I've got it, already:

  • You made these predictions and, so far, so good.

  • There is an energy crisis on its way.

  • There is a food crisis on its way.

 

What have you done for me, lately?

(Me)

Here is a summary of how I see the short-term playbook running over a period of several years:

  • Politics continues to be counterproductive. Democrats push a climate change agenda while states like California send "free" money to people in the midst of inflation. No one is addressing real, pressing problems. (Climate change is real, but unfortunately, in the short term, other challenges are more pressing. Recall my, first you survive, theme from last week. Climate change must be managed in the context of an energy emergency, ironically significantly caused by misguided efforts to address climate change. We have both an energy emergency and a climate emergency (and a debt and entitlements emergency.)

  • The Fed continues to increase interest rates until something breaks in an attempt to slow inflation through demand destruction.

  • I see signs that the economy is deteriorating rapidly. Lacy Hunt notes that bank deposit growth is decelerating at a pace unseen since the Great Depression. Demand for money is weak and banks are having difficulty pricing all their costs.

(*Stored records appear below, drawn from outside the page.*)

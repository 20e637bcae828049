//! Processes scraper.
//!
//! Emits `system.processes.count` (one point per non-empty status bucket) and
//! `system.processes.created` (one unlabelled point). Each metric is fed by
//! its own reader; a failing reader costs only its own metric.

use async_trait::async_trait;

use hostprobe_core::metadata::{self, STATUS_LABEL};
use hostprobe_core::{
    Context, CoreError, Metric, NumberDataPoint, PartialScrapeError, ProcessesScraperConfig,
    Result, ScrapeFailure, Timestamp,
};

use crate::capabilities::Capabilities;
use crate::reader::{MiscStat, ProcessReaders};
use crate::scraper::{ScrapeOutput, Scraper};
use crate::status::{Status, StatusCounts, StatusTable};

#[derive(Debug, Clone, Copy, PartialEq, Eq)]
enum Lifecycle {
    Created,
    Running { start_time: Timestamp },
    Stopped,
}

/// Scraper for process counts by status and processes created.
#[derive(Debug)]
pub struct ProcessesScraper {
    config: ProcessesScraperConfig,
    capabilities: Capabilities,
    readers: ProcessReaders,
    lifecycle: Lifecycle,
}

impl ProcessesScraper {
    /// Scraper name.
    pub const TYPE: &'static str = "processes";

    /// Creates a scraper reading the running operating system.
    #[must_use]
    pub fn new(config: ProcessesScraperConfig) -> Self {
        Self {
            config,
            capabilities: Capabilities::current(),
            readers: ProcessReaders::live(),
            lifecycle: Lifecycle::Created,
        }
    }

    /// Replaces the OS readers.
    #[must_use]
    pub fn with_readers(mut self, readers: ProcessReaders) -> Self {
        self.readers = readers;
        self
    }

    /// Replaces the platform capabilities.
    #[must_use]
    pub fn with_capabilities(mut self, capabilities: Capabilities) -> Self {
        self.capabilities = capabilities;
        self
    }

    /// Replaces the status classification table.
    #[must_use]
    pub fn with_status_table(mut self, table: StatusTable) -> Self {
        self.capabilities.status_table = table;
        self
    }

    /// Start time shared by every data point, once started.
    #[must_use]
    pub const fn start_time(&self) -> Option<Timestamp> {
        match self.lifecycle {
            Lifecycle::Running { start_time } => Some(start_time),
            Lifecycle::Created | Lifecycle::Stopped => None,
        }
    }

    /// Whether `system.processes.count` is collected on each tick.
    #[must_use]
    pub fn count_attempted(&self) -> bool {
        self.capabilities.processes_count
            && self.config.metrics.is_enabled(metadata::SYSTEM_PROCESSES_COUNT.name)
    }

    /// Whether `system.processes.created` is collected on each tick.
    #[must_use]
    pub fn created_attempted(&self) -> bool {
        self.capabilities.processes_created
            && self.config.metrics.is_enabled(metadata::SYSTEM_PROCESSES_CREATED.name)
    }

    fn collect(&self, ctx: &Context, start_time: Timestamp) -> ScrapeOutput {
        let now = (self.readers.clock)();
        let count_attempted = self.count_attempted();
        let created_attempted = self.created_attempted();
        let reconcile = count_attempted && self.config.reconcile_with_counters;
        let mut failures = Vec::new();

        let misc = if created_attempted || reconcile {
            match (self.readers.misc_stat)(ctx) {
                Ok(misc) => Some(misc),
                Err(e) => {
                    tracing::debug!(
                        metric = metadata::SYSTEM_PROCESSES_CREATED.name,
                        error = %e,
                        "failed to read process counters"
                    );
                    if created_attempted {
                        failures.push(ScrapeFailure::new(
                            metadata::SYSTEM_PROCESSES_CREATED.name,
                            e,
                            1,
                        ));
                    }
                    None
                }
            }
        } else {
            None
        };

        let counts = if count_attempted {
            match self.count_by_status(ctx) {
                Ok(mut counts) => {
                    if let (true, Some(misc)) = (reconcile, misc.as_ref()) {
                        reconcile_with_counters(&mut counts, misc);
                    }
                    Some(counts)
                }
                Err(e) => {
                    tracing::debug!(
                        metric = metadata::SYSTEM_PROCESSES_COUNT.name,
                        error = %e,
                        "failed to enumerate processes"
                    );
                    failures.push(ScrapeFailure::new(metadata::SYSTEM_PROCESSES_COUNT.name, e, 1));
                    None
                }
            }
        } else {
            None
        };

        let mut metrics = Vec::with_capacity(2);
        if let Some(counts) = counts {
            metrics.push(count_metric(&counts, start_time, now));
        }
        if let (true, Some(misc)) = (created_attempted, misc) {
            metrics.push(created_metric(&misc, start_time, now));
        }

        ScrapeOutput {
            metrics,
            error: PartialScrapeError::from_failures(failures),
        }
    }

    fn count_by_status(&self, ctx: &Context) -> Result<StatusCounts> {
        let handles = (self.readers.processes)(ctx)?;
        let table = self.capabilities.status_table;
        let mut counts = StatusCounts::new();
        for handle in &handles {
            match handle.status() {
                Ok(raw) => counts.increment(table.classify(&raw)),
                Err(e) => tracing::trace!(error = %e, "skipping process with unreadable status"),
            }
        }
        Ok(counts)
    }
}

/// Replaces the enumerated `running` and `blocked` buckets with the kernel
/// counters, and attributes any remaining shortfall against the kernel total
/// to `unknown`.
pub fn reconcile_with_counters(counts: &mut StatusCounts, misc: &MiscStat) {
    counts.set(Status::Blocked, misc.procs_blocked as i64);
    counts.set(Status::Running, misc.procs_running as i64);
    let gap = misc.procs_total as i64 - counts.total();
    if gap > 0 {
        counts.add(Status::Unknown, gap);
    }
}

fn count_metric(counts: &StatusCounts, start_time: Timestamp, now: Timestamp) -> Metric {
    let mut metric = metadata::SYSTEM_PROCESSES_COUNT.new_metric();
    for (status, value) in counts.iter_non_zero() {
        let point = NumberDataPoint::new(value, start_time, now);
        metric.push(point.with_attribute(STATUS_LABEL, status.as_str()));
    }
    metric
}

fn created_metric(misc: &MiscStat, start_time: Timestamp, now: Timestamp) -> Metric {
    let mut metric = metadata::SYSTEM_PROCESSES_CREATED.new_metric();
    metric.push(NumberDataPoint::new(misc.procs_created as i64, start_time, now));
    metric
}

#[async_trait]
impl Scraper for ProcessesScraper {
    fn name(&self) -> &'static str {
        Self::TYPE
    }

    async fn start(&mut self, ctx: &Context) -> Result<()> {
        ctx.check()?;
        match self.lifecycle {
            Lifecycle::Created => {}
            Lifecycle::Running { .. } => {
                return Err(CoreError::state("processes scraper already started"));
            }
            Lifecycle::Stopped => {
                return Err(CoreError::state("processes scraper was shut down"));
            }
        }
        let start_time = (self.readers.clock)();
        self.lifecycle = Lifecycle::Running { start_time };
        tracing::info!(
            start_time = %start_time,
            count = self.count_attempted(),
            created = self.created_attempted(),
            "processes scraper started"
        );
        Ok(())
    }

    async fn scrape(&self, ctx: &Context) -> Result<ScrapeOutput> {
        let Lifecycle::Running { start_time } = self.lifecycle else {
            return Err(CoreError::state("processes scraper is not running"));
        };
        Ok(self.collect(ctx, start_time))
    }

    async fn shutdown(&mut self, _ctx: &Context) -> Result<()> {
        if self.lifecycle != Lifecycle::Stopped {
            tracing::debug!("processes scraper stopped");
        }
        self.lifecycle = Lifecycle::Stopped;
        Ok(())
    }
}
//! Scraper falsification tests.
//!
//! | ID Range | Area |
//! |----------|------|
//! | F001-F010 | Lifecycle and partial failures |
//! | F011-F020 | Status classification and counters |


pub use mocks::MockReaders;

  • Then, the Fed returns to stimulus. Politics will not allow the Fed to send the economy into a depression, although they may not be able to prevent it, and, overall, in the long term, it might be the right thing to do. Actually, the right thing to do would be for the Fed to just get the hell out of the way, but the likely result of that is depression, so that won't happen.

  • Inflation accelerates. It will not have been killed, and is, in any event, necessary to create erosion of our unsustainable debt.

  • Political pressure increases to "do something." You recall that I call politicians' need to do something / voters' demand that politicians do something the most destructive force on the planet.

  • Price controls and capital controls are implemented to make sure nasty corporations do not make too much money and to make you feel better when you buy something, if you can find it.

  • This creates more severe supply imbalances.

  • Rationing, beginning with specific goods and probably energy, is implemented.

  • War becomes increasingly likely. There is no politically acceptable way to fix all of this, so we wrap it all into a national emergency and blow it up. Rationing and price controls are deemed acceptable in a national emergency.

If you see echoes of the Great Depression / World War II period, so do I.

But history only rhymes, so what I am looking for are deviations from the playbook that create rhymes and not repetition. We are in early days at the moment, and things are aligning perfectly with the playbook.

That will change.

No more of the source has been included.